Records from a dataset:

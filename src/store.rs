//! The state store: single owner of `AppState` and every mutation on it.
//!
//! Readers take cheap `Arc` snapshots. Mutations go through
//! `Arc::make_mut`, so a snapshot someone is still holding is copied rather
//! than changed, and each operation publishes its whole result at once.
//! When a `StorageManager` is attached the new state is saved after every
//! committed mutation; a failed save is logged and the in-memory state stays
//! authoritative.

use std::cmp::Ordering;
use std::collections::HashSet;
use std::sync::Arc;

use thiserror::Error;
use tracing::{debug, info, warn};

use crate::models::{
    ActivityUpdate, AppState, Bundle, BundleUpdate, Category, CategoryUpdate, DataStats, EntityId,
    Link, LinkUpdate, NewActivity, NewBundle, NewCategory, NewLink, ScheduledActivity,
    SharedBundle, SharedLink, SlotContents, StorageManager, encode_share_code, normalize_url,
};

#[derive(Debug, Error, PartialEq, Eq)]
pub enum ImportError {
    #[error("No categories available. Please create a category first.")]
    NoCategories,
}

/// Which links of a shared bundle to bring in
#[derive(Debug, Clone, Default)]
pub struct SharedImportOptions {
    /// Positions in `SharedBundle::links` to import; `None` means all
    pub selection: Option<Vec<usize>>,
    /// Import links whose URL is already in the collection
    pub include_duplicates: bool,
}

#[derive(Debug)]
pub struct StateStore {
    state: Arc<AppState>,
    storage: Option<StorageManager>,
    /// Set when the saved slot must not be overwritten
    read_only: bool,
}

impl StateStore {
    /// Load the persisted state, or seed and save a fresh one.
    ///
    /// When the slot exists but could not be read or copied aside, the
    /// store starts seeded and never writes to it.
    pub fn open(storage: StorageManager) -> Self {
        let (state, read_only) = match storage.read_slot() {
            SlotContents::Loaded(state) => {
                debug!(stats = ?state.stats(), "Loaded saved state");
                (state, false)
            }
            SlotContents::Empty => {
                info!("No saved state, seeding default categories");
                (AppState::default(), false)
            }
            SlotContents::Locked => {
                warn!(
                    path = %storage.state_file().display(),
                    "Saved state is unreadable, changes will not be saved"
                );
                (AppState::default(), true)
            }
        };

        let store = Self {
            state: Arc::new(state),
            storage: Some(storage),
            read_only,
        };
        store.persist();
        store
    }

    /// Seeded store with no persistence
    pub fn in_memory() -> Self {
        Self::from_state(AppState::default())
    }

    pub fn from_state(state: AppState) -> Self {
        Self {
            state: Arc::new(state),
            storage: None,
            read_only: false,
        }
    }

    pub fn state(&self) -> &AppState {
        &self.state
    }

    /// Immutable view of the current state; later mutations never change it
    pub fn snapshot(&self) -> Arc<AppState> {
        Arc::clone(&self.state)
    }

    pub fn stats(&self) -> DataStats {
        self.state.stats()
    }

    pub fn storage(&self) -> Option<&StorageManager> {
        self.storage.as_ref()
    }

    /// Whether changes are kept in memory only
    pub fn is_read_only(&self) -> bool {
        self.read_only
    }

    /// Run `mutate` against the next state. The change is published and
    /// saved only when `mutate` reports that it changed something.
    fn commit<T>(
        &mut self,
        action: &'static str,
        mutate: impl FnOnce(&mut AppState) -> Option<T>,
    ) -> Option<T> {
        let mut next = Arc::clone(&self.state);
        let result = mutate(Arc::make_mut(&mut next))?;
        self.state = next;
        debug!(action, "Committed state change");
        self.persist();
        Some(result)
    }

    fn persist(&self) {
        if self.read_only {
            return;
        }
        if let Some(storage) = &self.storage {
            if let Err(e) = storage.save(&self.state) {
                warn!(error = %e, "Failed to save state");
            }
        }
    }

    // Links

    pub fn add_link(&mut self, fields: NewLink) -> Link {
        let link = Link::new(fields);
        let created = link.clone();
        self.commit("add_link", |state| {
            state.links.push(link);
            Some(())
        });
        created
    }

    pub fn update_link(&mut self, id: &EntityId, update: LinkUpdate) -> bool {
        self.commit("update_link", |state| {
            let link = state.links.iter_mut().find(|link| &link.id == id)?;
            link.apply(update);
            Some(())
        })
        .is_some()
    }

    /// Delete a link and every reference to it from bundles and activities
    pub fn delete_link(&mut self, id: &EntityId) -> bool {
        self.commit("delete_link", |state| {
            let position = state.links.iter().position(|link| &link.id == id)?;
            state.links.remove(position);
            strip_link_references(state, id);
            Some(())
        })
        .is_some()
    }

    pub fn toggle_highlight(&mut self, id: &EntityId) -> bool {
        self.commit("toggle_highlight", |state| {
            let link = state.links.iter_mut().find(|link| &link.id == id)?;
            link.toggle_highlight();
            Some(())
        })
        .is_some()
    }

    /// Give the listed links `order` values matching their position.
    /// Unknown ids are skipped.
    pub fn reorder_links(&mut self, ordered_ids: &[EntityId]) -> bool {
        self.commit("reorder_links", |state| {
            let mut changed = false;
            for (position, id) in ordered_ids.iter().enumerate() {
                if let Some(link) = state.links.iter_mut().find(|link| &link.id == id) {
                    link.order = Some(position as i64);
                    link.touch();
                    changed = true;
                }
            }
            changed.then_some(())
        })
        .is_some()
    }

    // Categories

    pub fn add_category(&mut self, fields: NewCategory) -> Category {
        let category = Category::new(fields);
        let created = category.clone();
        self.commit("add_category", |state| {
            state.categories.push(category);
            Some(())
        });
        created
    }

    pub fn update_category(&mut self, id: &EntityId, update: CategoryUpdate) -> bool {
        self.commit("update_category", |state| {
            let category = state.categories.iter_mut().find(|c| &c.id == id)?;
            category.apply(update);
            Some(())
        })
        .is_some()
    }

    /// Delete a category, moving its links to the fallback category
    pub fn delete_category(&mut self, id: &EntityId) -> bool {
        self.commit("delete_category", |state| {
            let position = state.categories.iter().position(|c| &c.id == id)?;
            let fallback = state
                .fallback_category(Some(id))
                .map(|c| c.id.clone())
                .unwrap_or_else(EntityId::empty);

            state.categories.remove(position);
            let mut moved = 0;
            for link in state.links.iter_mut().filter(|link| &link.category_id == id) {
                link.category_id = fallback.clone();
                link.touch();
                moved += 1;
            }
            if moved > 0 {
                debug!(moved, fallback = %fallback, "Reassigned links of deleted category");
            }
            Some(())
        })
        .is_some()
    }

    // Bundles

    pub fn add_bundle(&mut self, fields: NewBundle) -> Bundle {
        let bundle = Bundle::new(fields);
        let created = bundle.clone();
        self.commit("add_bundle", |state| {
            state.bundles.push(bundle);
            Some(())
        });
        created
    }

    pub fn update_bundle(&mut self, id: &EntityId, update: BundleUpdate) -> bool {
        self.commit("update_bundle", |state| {
            let bundle = state.bundles.iter_mut().find(|b| &b.id == id)?;
            bundle.apply(update);
            Some(())
        })
        .is_some()
    }

    pub fn delete_bundle(&mut self, id: &EntityId) -> bool {
        self.commit("delete_bundle", |state| {
            let position = state.bundles.iter().position(|b| &b.id == id)?;
            state.bundles.remove(position);
            Some(())
        })
        .is_some()
    }

    /// Encode the bundle's current links into a share code, remember it on
    /// the bundle and return it. `None` if the bundle does not exist.
    pub fn generate_bundle_share_code(&mut self, id: &EntityId) -> Option<String> {
        let shared = self.shared_bundle(id)?;
        let code = encode_share_code(&shared);

        let cached = code.clone();
        self.commit("generate_bundle_share_code", |state| {
            let bundle = state.bundles.iter_mut().find(|b| &b.id == id)?;
            bundle.share_code = Some(cached);
            bundle.updated_at = chrono::Utc::now();
            Some(())
        });
        Some(code)
    }

    /// The payload a share code for this bundle carries, links in bundle
    /// order. Ids that no longer resolve are skipped.
    pub fn shared_bundle(&self, id: &EntityId) -> Option<SharedBundle> {
        let bundle = self.state.bundle(id)?;
        let links = bundle
            .link_ids
            .iter()
            .filter_map(|link_id| self.state.link(link_id))
            .map(|link| SharedLink {
                title: link.title.clone(),
                url: link.url.clone(),
                description: link.description.clone(),
                order: None,
                social_media_type: None,
            })
            .collect();

        Some(SharedBundle {
            name: bundle.name.clone(),
            description: Some(bundle.description.clone()),
            links,
        })
    }

    /// Add the links of a decoded share code to the collection.
    ///
    /// Links land in the fallback category in `order` sequence. Links whose
    /// URL is already stored are skipped unless `include_duplicates` is set.
    /// Returns how many links were added.
    pub fn import_shared_bundle(
        &mut self,
        shared: &SharedBundle,
        options: &SharedImportOptions,
    ) -> Result<usize, ImportError> {
        let category_id = self
            .state
            .fallback_category(None)
            .map(|c| c.id.clone())
            .ok_or(ImportError::NoCategories)?;

        let mut known: HashSet<String> =
            self.state.links.iter().map(Link::normalized_url).collect();
        let mut candidates: Vec<(usize, &SharedLink)> = shared.links.iter().enumerate().collect();
        candidates.sort_by(|(_, a), (_, b)| compare_order(a.order, b.order));

        let new_links: Vec<Link> = candidates
            .into_iter()
            .filter(|(index, _)| {
                options
                    .selection
                    .as_ref()
                    .is_none_or(|selection| selection.contains(index))
            })
            .filter(|(_, link)| {
                options.include_duplicates || known.insert(normalize_url(&link.url))
            })
            .map(|(_, link)| {
                Link::new(NewLink {
                    title: link.title.clone(),
                    url: link.url.clone(),
                    description: link.description.clone(),
                    category_id: category_id.clone(),
                    is_highlighted: false,
                    social_media_type: link.social_media_type,
                    order: None,
                })
            })
            .collect();

        let added = new_links.len();
        if added > 0 {
            self.commit("import_shared_bundle", |state| {
                state.links.extend(new_links);
                Some(())
            });
        }
        info!(bundle = %shared.name, added, "Imported shared bundle");
        Ok(added)
    }

    // Activities

    pub fn add_activity(&mut self, fields: NewActivity) -> ScheduledActivity {
        let activity = ScheduledActivity::new(fields);
        let created = activity.clone();
        self.commit("add_activity", |state| {
            state.activities.push(activity);
            Some(())
        });
        created
    }

    pub fn update_activity(&mut self, id: &EntityId, update: ActivityUpdate) -> bool {
        self.commit("update_activity", |state| {
            let activity = state.activities.iter_mut().find(|a| &a.id == id)?;
            activity.apply(update);
            Some(())
        })
        .is_some()
    }

    pub fn delete_activity(&mut self, id: &EntityId) -> bool {
        self.commit("delete_activity", |state| {
            let position = state.activities.iter().position(|a| &a.id == id)?;
            state.activities.remove(position);
            Some(())
        })
        .is_some()
    }

    pub fn toggle_activity_complete(&mut self, id: &EntityId) -> bool {
        self.commit("toggle_activity_complete", |state| {
            let activity = state.activities.iter_mut().find(|a| &a.id == id)?;
            activity.toggle_complete();
            Some(())
        })
        .is_some()
    }

    // Data management

    /// Replace the whole state with `state` as given. Structural validation
    /// is the caller's job (see `models::parse_import`).
    pub fn import_data(&mut self, state: AppState) {
        info!(stats = ?state.stats(), "Importing data");
        self.state = Arc::new(state);
        self.persist();
    }

    /// Reset to a freshly seeded state
    pub fn clear_all_data(&mut self) {
        info!("Clearing all data");
        self.state = Arc::new(AppState::default());
        self.persist();
    }
}

/// Remove `link_id` from every bundle and activity
fn strip_link_references(state: &mut AppState, link_id: &EntityId) {
    for bundle in &mut state.bundles {
        if bundle.remove_link(link_id) {
            bundle.updated_at = chrono::Utc::now();
        }
    }
    for activity in &mut state.activities {
        if activity.remove_link(link_id) {
            activity.updated_at = chrono::Utc::now();
        }
    }
}

/// Missing order sorts as position 0
fn compare_order(a: Option<i64>, b: Option<i64>) -> Ordering {
    a.unwrap_or(0).cmp(&b.unwrap_or(0))
}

## Assignment
Return only the number of lines in the data that contain "mutate".

## Response for this exercise
4